- [What to do]: Line by line, return everything in the listing exactly.

- [Supplied material]:
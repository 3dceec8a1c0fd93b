//! Bare ABI call helpers shared by every adapter: no `ethers::contract`
//! bindings exist for these third-party tokens, so calls are hand-encoded
//! the way the rest of this workspace talks to chains it doesn't control.

use droplets_chain::transport::ChainTransport;
use droplets_common::RpcError;
use ethers::abi::{decode, encode, ParamType, Token};
use ethers::types::{Address, Bytes, U256};
use ethers::utils::keccak256;

fn selector(signature: &str) -> [u8; 4] {
    let hash = keccak256(signature.as_bytes());
    [hash[0], hash[1], hash[2], hash[3]]
}

async fn call_uint256(
    transport: &dyn ChainTransport,
    contract: Address,
    signature: &str,
    args: &[Token],
    block: u64,
) -> Result<U256, RpcError> {
    let mut data = selector(signature).to_vec();
    data.extend(encode(args));
    let output = transport.call_at_block(contract, Bytes::from(data), block).await?;
    let tokens = decode(&[ParamType::Uint(256)], &output).map_err(|e| RpcError::Rpc {
        endpoint: format!("{contract:#x}"),
        code: 0,
        message: format!("{signature} decode failed: {e}"),
    })?;
    match &tokens[0] {
        Token::Uint(v) => Ok(*v),
        _ => unreachable!("ParamType::Uint always decodes to Token::Uint"),
    }
}

pub async fn balance_of(
    transport: &dyn ChainTransport,
    token: Address,
    holder: Address,
    block: u64,
) -> Result<U256, RpcError> {
    call_uint256(transport, token, "balanceOf(address)", &[Token::Address(holder)], block).await
}

pub async fn total_supply(transport: &dyn ChainTransport, token: Address, block: u64) -> Result<U256, RpcError> {
    call_uint256(transport, token, "totalSupply()", &[], block).await
}

pub async fn total_assets(transport: &dyn ChainTransport, vault: Address, block: u64) -> Result<U256, RpcError> {
    call_uint256(transport, vault, "totalAssets()", &[], block).await
}

pub async fn exchange_rate_stored(
    transport: &dyn ChainTransport,
    market: Address,
    block: u64,
) -> Result<U256, RpcError> {
    call_uint256(transport, market, "exchangeRateStored()", &[], block).await
}

/// Uniswap-v2-style `getReserves()`: returns `(reserve0, reserve1, blockTimestampLast)`.
pub async fn get_reserves(
    transport: &dyn ChainTransport,
    pair: Address,
    block: u64,
) -> Result<(U256, U256), RpcError> {
    let data = selector("getReserves()").to_vec();
    let output = transport.call_at_block(pair, Bytes::from(data), block).await?;
    let tokens = decode(&[ParamType::Uint(112), ParamType::Uint(112), ParamType::Uint(32)], &output)
        .map_err(|e| RpcError::Rpc {
            endpoint: format!("{pair:#x}"),
            code: 0,
            message: format!("getReserves decode failed: {e}"),
        })?;
    let reserve0 = match &tokens[0] {
        Token::Uint(v) => *v,
        _ => unreachable!(),
    };
    let reserve1 = match &tokens[1] {
        Token::Uint(v) => *v,
        _ => unreachable!(),
    };
    Ok((reserve0, reserve1))
}

#[cfg(test)]
mod tests {
    use super::*;

    #[test]
    fn balance_of_selector_is_well_known() {
        assert_eq!(selector("balanceOf(address)"), [0x70, 0xa0, 0x82, 0x31]);
    }

    #[test]
    fn total_supply_selector_is_well_known() {
        assert_eq!(selector("totalSupply()"), [0x18, 0x16, 0x0d, 0xdd]);
    }
}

- [Result of this exercise]:
repository 3dceec8a1c0fd93b
//! Bare ABI call helpers shared by every adapter: no `ethers::contract`
//! bindings exist for these third-party tokens, so calls are hand-encoded
//! the way the rest of this workspace talks to chains it doesn't control.

use droplets_chain::transport::ChainTransport;
use droplets_common::RpcError;
use ethers::abi::{decode, encode, ParamType, Token};
use ethers::types::{Address, Bytes, U256};
use ethers::utils::keccak256;

fn selector(signature: &str) -> [u8; 4] {
    let hash = keccak256(signature.as_bytes());
    [hash[0], hash[1], hash[2], hash[3]]
}

async fn call_uint256(
    transport: &dyn ChainTransport,
    contract: Address,
    signature: &str,
    args: &[Token],
    block: u64,
) -> Result<U256, RpcError> {
    let mut data = selector(signature).to_vec();
    data.extend(encode(args));
    let output = transport.call_at_block(contract, Bytes::from(data), block).await?;
    let tokens = decode(&[ParamType::Uint(256)], &output).map_err(|e| RpcError::Rpc {
        endpoint: format!("{contract:#x}"),
        code: 0,
        message: format!("{signature} decode failed: {e}"),
    })?;
    match &tokens[0] {
        Token::Uint(v) => Ok(*v),
        _ => unreachable!("ParamType::Uint always decodes to Token::Uint"),
    }
}

pub async fn balance_of(
    transport: &dyn ChainTransport,
    token: Address,
    holder: Address,
    block: u64,
) -> Result<U256, RpcError> {
    call_uint256(transport, token, "balanceOf(address)", &[Token::Address(holder)], block).await
}

pub async fn total_supply(transport: &dyn ChainTransport, token: Address, block: u64) -> Result<U256, RpcError> {
    call_uint256(transport, token, "totalSupply()", &[], block).await
}

pub async fn total_assets(transport: &dyn ChainTransport, vault: Address, block: u64) -> Result<U256, RpcError> {
    call_uint256(transport, vault, "totalAssets()", &[], block).await
}

pub async fn exchange_rate_stored(
    transport: &dyn ChainTransport,
    market: Address,
    block: u64,
) -> Result<U256, RpcError> {
    call_uint256(transport, market, "exchangeRateStored()", &[], block).await
}

/// Uniswap-v2-style `getReserves()`: returns `(reserve0, reserve1, blockTimestampLast)`.
pub async fn get_reserves(
    transport: &dyn ChainTransport,
    pair: Address,
    block: u64,
) -> Result<(U256, U256), RpcError> {
    let data = selector("getReserves()").to_vec();
    let output = transport.call_at_block(pair, Bytes::from(data), block).await?;
    let tokens = decode(&[ParamType::Uint(112), ParamType::Uint(112), ParamType::Uint(32)], &output)
        .map_err(|e| RpcError::Rpc {
            endpoint: format!("{pair:#x}"),
            code: 0,
            message: format!("getReserves decode failed: {e}"),
        })?;
    let reserve0 = match &tokens[0] {
        Token::Uint(v) => *v,
        _ => unreachable!(),
    };
    let reserve1 = match &tokens[1] {
        Token::Uint(v) => *v,
        _ => unreachable!(),
    };
    Ok((reserve0, reserve1))
}

#[cfg(test)]
mod tests {
    use super::*;

    #[test]
    fn balance_of_selector_is_well_known() {
        assert_eq!(selector("balanceOf(address)"), [0x70, 0xa0, 0x82, 0x31]);
    }

    #[test]
    fn total_supply_selector_is_well_known() {
        assert_eq!(selector("totalSupply()"), [0x18, 0x16, 0x0d, 0xdd]);
    }
}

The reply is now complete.